Supplied data |

[Start of section]

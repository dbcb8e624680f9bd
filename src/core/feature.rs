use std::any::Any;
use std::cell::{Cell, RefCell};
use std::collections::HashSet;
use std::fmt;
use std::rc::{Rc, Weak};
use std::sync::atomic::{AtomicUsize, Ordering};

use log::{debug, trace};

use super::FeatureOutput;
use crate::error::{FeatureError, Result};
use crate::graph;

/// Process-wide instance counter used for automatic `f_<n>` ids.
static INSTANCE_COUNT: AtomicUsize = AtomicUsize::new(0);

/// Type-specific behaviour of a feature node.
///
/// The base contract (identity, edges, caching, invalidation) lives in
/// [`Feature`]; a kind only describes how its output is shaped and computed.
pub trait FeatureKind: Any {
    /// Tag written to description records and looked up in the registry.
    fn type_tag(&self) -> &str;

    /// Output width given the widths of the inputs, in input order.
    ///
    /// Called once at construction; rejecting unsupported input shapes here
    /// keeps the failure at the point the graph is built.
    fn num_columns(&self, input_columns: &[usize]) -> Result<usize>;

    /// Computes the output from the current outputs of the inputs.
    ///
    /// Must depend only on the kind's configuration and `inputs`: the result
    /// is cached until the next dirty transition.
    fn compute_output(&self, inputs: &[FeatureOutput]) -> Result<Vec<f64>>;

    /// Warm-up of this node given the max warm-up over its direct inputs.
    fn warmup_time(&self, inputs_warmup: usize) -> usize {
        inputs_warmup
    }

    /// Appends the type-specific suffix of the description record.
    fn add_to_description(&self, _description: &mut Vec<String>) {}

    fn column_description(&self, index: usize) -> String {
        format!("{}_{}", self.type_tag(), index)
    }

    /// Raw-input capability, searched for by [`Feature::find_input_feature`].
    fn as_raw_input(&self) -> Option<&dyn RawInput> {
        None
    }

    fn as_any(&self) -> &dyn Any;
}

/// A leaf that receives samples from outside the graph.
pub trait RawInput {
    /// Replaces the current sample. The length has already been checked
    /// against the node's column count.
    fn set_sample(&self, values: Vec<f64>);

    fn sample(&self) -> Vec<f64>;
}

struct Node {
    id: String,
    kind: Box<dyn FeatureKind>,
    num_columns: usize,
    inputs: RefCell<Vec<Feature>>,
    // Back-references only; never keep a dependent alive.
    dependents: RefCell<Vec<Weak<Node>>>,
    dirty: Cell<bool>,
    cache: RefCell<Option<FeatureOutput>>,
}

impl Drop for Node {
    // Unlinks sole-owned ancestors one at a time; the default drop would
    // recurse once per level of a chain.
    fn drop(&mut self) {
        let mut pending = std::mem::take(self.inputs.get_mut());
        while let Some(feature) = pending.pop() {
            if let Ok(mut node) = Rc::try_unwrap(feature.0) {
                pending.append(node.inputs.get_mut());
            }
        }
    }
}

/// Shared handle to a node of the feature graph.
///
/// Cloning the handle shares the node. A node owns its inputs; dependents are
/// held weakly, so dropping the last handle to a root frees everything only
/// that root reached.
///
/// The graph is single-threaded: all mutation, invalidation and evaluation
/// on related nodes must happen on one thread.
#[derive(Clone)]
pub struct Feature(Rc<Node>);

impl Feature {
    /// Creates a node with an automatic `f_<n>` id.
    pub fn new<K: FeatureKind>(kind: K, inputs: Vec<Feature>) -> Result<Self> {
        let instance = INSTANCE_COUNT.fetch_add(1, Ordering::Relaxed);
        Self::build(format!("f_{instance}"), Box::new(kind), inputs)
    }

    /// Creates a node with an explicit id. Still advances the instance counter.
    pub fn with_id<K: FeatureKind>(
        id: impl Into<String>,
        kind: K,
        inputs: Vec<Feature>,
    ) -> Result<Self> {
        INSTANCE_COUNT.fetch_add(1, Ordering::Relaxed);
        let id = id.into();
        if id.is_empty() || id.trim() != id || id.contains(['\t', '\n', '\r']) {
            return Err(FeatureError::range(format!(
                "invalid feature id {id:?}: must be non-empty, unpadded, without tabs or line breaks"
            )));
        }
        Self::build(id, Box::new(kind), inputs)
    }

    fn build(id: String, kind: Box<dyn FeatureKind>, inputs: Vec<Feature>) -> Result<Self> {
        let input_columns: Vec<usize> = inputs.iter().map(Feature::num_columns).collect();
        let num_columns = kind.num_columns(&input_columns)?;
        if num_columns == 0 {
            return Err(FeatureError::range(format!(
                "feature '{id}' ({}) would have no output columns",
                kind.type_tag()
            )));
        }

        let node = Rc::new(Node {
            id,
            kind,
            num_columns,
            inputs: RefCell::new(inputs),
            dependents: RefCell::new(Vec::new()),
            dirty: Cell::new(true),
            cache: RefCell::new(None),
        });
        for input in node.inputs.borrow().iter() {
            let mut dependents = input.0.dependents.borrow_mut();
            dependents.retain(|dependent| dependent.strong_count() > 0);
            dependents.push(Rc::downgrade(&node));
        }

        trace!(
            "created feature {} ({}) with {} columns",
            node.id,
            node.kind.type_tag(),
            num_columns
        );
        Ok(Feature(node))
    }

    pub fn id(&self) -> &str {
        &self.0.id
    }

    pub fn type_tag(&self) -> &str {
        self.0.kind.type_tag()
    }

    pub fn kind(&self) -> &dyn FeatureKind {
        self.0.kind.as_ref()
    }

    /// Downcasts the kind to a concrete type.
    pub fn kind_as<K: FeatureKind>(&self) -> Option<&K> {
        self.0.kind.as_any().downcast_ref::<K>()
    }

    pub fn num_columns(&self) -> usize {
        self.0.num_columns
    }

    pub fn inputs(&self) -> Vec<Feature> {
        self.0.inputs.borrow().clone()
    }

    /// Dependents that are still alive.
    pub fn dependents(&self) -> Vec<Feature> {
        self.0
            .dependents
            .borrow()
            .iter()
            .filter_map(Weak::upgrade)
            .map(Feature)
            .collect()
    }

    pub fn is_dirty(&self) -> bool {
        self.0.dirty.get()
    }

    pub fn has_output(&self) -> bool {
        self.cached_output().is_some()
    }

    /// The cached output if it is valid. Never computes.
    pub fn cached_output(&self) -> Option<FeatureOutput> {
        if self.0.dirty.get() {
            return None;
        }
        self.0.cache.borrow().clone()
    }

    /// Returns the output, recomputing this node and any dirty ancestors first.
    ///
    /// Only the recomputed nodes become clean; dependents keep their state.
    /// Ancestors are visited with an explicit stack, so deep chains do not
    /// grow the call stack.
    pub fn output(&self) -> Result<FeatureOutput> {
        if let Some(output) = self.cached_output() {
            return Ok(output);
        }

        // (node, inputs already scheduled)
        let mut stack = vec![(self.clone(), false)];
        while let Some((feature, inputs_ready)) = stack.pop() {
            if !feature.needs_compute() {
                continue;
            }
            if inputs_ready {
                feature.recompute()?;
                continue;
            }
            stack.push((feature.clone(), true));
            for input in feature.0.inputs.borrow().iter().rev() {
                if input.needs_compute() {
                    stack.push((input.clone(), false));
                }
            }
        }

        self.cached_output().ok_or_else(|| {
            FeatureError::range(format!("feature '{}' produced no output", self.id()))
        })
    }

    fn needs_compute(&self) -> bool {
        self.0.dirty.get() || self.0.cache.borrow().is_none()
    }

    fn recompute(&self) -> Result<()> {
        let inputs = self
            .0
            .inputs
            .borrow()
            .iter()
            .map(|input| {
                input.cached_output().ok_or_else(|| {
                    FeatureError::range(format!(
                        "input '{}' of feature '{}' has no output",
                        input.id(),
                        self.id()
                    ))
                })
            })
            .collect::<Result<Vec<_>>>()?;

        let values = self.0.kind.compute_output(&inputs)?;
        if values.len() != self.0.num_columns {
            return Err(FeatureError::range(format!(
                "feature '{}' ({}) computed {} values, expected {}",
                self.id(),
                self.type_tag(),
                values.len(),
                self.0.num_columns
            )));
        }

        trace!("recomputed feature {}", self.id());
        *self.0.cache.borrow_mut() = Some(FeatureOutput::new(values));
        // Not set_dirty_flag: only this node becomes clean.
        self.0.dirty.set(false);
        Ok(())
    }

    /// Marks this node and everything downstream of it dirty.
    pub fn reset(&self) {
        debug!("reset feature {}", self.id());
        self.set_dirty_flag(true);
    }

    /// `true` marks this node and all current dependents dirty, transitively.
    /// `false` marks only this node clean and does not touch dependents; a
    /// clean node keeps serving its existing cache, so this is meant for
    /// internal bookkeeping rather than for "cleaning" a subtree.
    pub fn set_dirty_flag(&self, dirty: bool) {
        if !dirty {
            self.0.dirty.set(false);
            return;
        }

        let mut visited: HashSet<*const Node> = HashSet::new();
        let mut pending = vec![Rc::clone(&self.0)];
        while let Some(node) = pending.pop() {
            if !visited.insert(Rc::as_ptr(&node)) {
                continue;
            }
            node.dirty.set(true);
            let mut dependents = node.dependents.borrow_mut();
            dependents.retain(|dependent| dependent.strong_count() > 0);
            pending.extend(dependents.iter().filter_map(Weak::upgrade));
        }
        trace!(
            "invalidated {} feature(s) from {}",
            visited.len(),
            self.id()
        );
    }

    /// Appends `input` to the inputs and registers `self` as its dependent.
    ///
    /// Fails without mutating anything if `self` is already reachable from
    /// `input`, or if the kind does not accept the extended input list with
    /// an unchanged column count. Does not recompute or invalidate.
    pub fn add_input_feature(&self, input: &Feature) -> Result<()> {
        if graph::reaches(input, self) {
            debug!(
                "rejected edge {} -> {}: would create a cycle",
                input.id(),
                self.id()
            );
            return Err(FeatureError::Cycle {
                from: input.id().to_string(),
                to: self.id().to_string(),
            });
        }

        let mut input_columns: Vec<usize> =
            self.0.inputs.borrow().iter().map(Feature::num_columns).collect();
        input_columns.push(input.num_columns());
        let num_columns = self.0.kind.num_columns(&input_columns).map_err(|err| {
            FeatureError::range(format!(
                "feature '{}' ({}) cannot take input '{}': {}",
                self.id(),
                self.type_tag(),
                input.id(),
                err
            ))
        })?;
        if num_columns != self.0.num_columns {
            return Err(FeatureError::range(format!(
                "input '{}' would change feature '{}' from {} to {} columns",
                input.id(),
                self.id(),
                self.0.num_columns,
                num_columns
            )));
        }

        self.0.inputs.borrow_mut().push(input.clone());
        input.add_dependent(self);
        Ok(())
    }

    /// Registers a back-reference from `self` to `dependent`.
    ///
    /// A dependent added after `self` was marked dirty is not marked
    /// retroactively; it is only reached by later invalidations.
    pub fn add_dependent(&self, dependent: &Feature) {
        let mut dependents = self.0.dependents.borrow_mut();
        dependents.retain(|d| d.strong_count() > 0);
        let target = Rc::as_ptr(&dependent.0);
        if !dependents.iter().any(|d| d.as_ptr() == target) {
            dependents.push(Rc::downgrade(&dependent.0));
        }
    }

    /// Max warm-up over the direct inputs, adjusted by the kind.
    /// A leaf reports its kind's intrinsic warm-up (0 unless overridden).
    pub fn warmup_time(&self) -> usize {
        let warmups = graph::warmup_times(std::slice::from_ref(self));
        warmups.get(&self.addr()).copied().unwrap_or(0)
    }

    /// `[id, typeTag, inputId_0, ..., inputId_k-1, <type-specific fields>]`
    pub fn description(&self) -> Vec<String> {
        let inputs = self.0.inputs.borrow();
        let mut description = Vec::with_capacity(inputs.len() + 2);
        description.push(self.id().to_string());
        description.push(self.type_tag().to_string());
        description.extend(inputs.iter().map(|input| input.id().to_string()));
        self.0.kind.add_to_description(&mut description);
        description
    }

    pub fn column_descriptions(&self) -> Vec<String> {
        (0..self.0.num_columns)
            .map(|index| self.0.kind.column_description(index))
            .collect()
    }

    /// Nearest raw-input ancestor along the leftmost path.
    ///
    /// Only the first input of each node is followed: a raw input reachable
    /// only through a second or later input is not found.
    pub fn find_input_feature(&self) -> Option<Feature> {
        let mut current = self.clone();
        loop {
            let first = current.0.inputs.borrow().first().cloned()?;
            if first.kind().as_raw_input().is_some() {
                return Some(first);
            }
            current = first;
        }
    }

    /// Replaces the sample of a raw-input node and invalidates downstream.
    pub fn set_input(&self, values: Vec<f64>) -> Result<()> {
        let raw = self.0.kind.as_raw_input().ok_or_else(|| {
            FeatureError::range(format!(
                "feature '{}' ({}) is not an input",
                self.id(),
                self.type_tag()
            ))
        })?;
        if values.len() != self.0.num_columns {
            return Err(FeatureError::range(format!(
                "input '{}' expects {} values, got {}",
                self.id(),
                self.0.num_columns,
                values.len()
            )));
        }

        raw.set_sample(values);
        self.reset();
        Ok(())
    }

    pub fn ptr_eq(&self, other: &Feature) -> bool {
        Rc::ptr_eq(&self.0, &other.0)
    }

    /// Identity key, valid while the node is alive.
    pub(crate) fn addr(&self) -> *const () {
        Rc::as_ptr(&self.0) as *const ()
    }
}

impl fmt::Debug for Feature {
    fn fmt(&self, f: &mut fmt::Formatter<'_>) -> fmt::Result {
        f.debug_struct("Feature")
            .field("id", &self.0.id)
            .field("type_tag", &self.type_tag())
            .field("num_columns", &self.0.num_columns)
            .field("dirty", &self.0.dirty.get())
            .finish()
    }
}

[End of section]

Problem | Going down from the first line of the entries above, restate each line word for word until the line holding "invalidation) lives in" is done.

Solution |
repository dbcb8e624680f9bd
filename src/core/feature.rs
use std::any::Any;
use std::cell::{Cell, RefCell};
use std::collections::HashSet;
use std::fmt;
use std::rc::{Rc, Weak};
use std::sync::atomic::{AtomicUsize, Ordering};

use log::{debug, trace};

use super::FeatureOutput;
use crate::error::{FeatureError, Result};
use crate::graph;

/// Process-wide instance counter used for automatic `f_<n>` ids.
static INSTANCE_COUNT: AtomicUsize = AtomicUsize::new(0);

/// Type-specific behaviour of a feature node.
///
/// The base contract (identity, edges, caching, invalidation) lives in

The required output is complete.